*Work request:* Would you please set down the entries below exactly as shown?
[Start of Attachment]
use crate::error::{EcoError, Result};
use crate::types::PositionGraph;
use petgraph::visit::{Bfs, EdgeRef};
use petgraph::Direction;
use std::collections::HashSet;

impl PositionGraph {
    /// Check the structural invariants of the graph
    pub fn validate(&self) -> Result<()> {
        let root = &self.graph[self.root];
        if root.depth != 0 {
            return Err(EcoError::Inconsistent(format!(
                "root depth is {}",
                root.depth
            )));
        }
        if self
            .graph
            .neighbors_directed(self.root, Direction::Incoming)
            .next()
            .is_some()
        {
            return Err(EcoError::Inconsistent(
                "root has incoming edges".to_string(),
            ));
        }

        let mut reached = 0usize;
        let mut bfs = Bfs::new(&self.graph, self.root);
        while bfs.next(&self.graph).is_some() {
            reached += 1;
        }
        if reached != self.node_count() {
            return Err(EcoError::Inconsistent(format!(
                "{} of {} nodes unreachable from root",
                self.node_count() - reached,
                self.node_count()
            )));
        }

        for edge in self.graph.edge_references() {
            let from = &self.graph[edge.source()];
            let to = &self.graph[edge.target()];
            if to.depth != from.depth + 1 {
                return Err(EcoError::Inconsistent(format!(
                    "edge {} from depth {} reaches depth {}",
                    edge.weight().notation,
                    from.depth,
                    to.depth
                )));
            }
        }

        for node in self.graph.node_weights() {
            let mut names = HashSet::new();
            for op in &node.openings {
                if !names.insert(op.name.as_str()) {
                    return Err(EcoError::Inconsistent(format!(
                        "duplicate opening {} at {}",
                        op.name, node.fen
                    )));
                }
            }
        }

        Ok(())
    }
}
[End of Attachment]
*Answer space:*
use crate::error::{EcoError, Result};
use crate::types::PositionGraph;
use petgraph::visit::{Bfs, EdgeRef};
use petgraph::Direction;
use std::collections::HashSet;

impl PositionGraph {
    /// Check the structural invariants of the graph
    pub fn validate(&self) -> Result<()> {
        let root = &self.graph[self.root];
        if root.depth != 0 {
            return Err(EcoError::Inconsistent(format!(
                "root depth is {}",
                root.depth
            )));
        }
        if self
            .graph
            .neighbors_directed(self.root, Direction::Incoming)
            .next()
            .is_some()
        {
            return Err(EcoError::Inconsistent(
                "root has incoming edges".to_string(),
            ));
        }

        let mut reached = 0usize;
        let mut bfs = Bfs::new(&self.graph, self.root);
        while bfs.next(&self.graph).is_some() {
            reached += 1;
        }
        if reached != self.node_count() {
            return Err(EcoError::Inconsistent(format!(
                "{} of {} nodes unreachable from root",
                self.node_count() - reached,
                self.node_count()
            )));
        }

        for edge in self.graph.edge_references() {
            let from = &self.graph[edge.source()];
            let to = &self.graph[edge.target()];
            if to.depth != from.depth + 1 {
                return Err(EcoError::Inconsistent(format!(
                    "edge {} from depth {} reaches depth {}",
                    edge.weight().notation,
                    from.depth,
                    to.depth
                )));
            }
        }

        for node in self.graph.node_weights() {
            let mut names = HashSet::new();
            for op in &node.openings {
                if !names.insert(op.name.as_str()) {
                    return Err(EcoError::Inconsistent(format!(
                        "duplicate opening {} at {}",
                        op.name, node.fen
                    )));
                }
            }
        }

        Ok(())
    }
}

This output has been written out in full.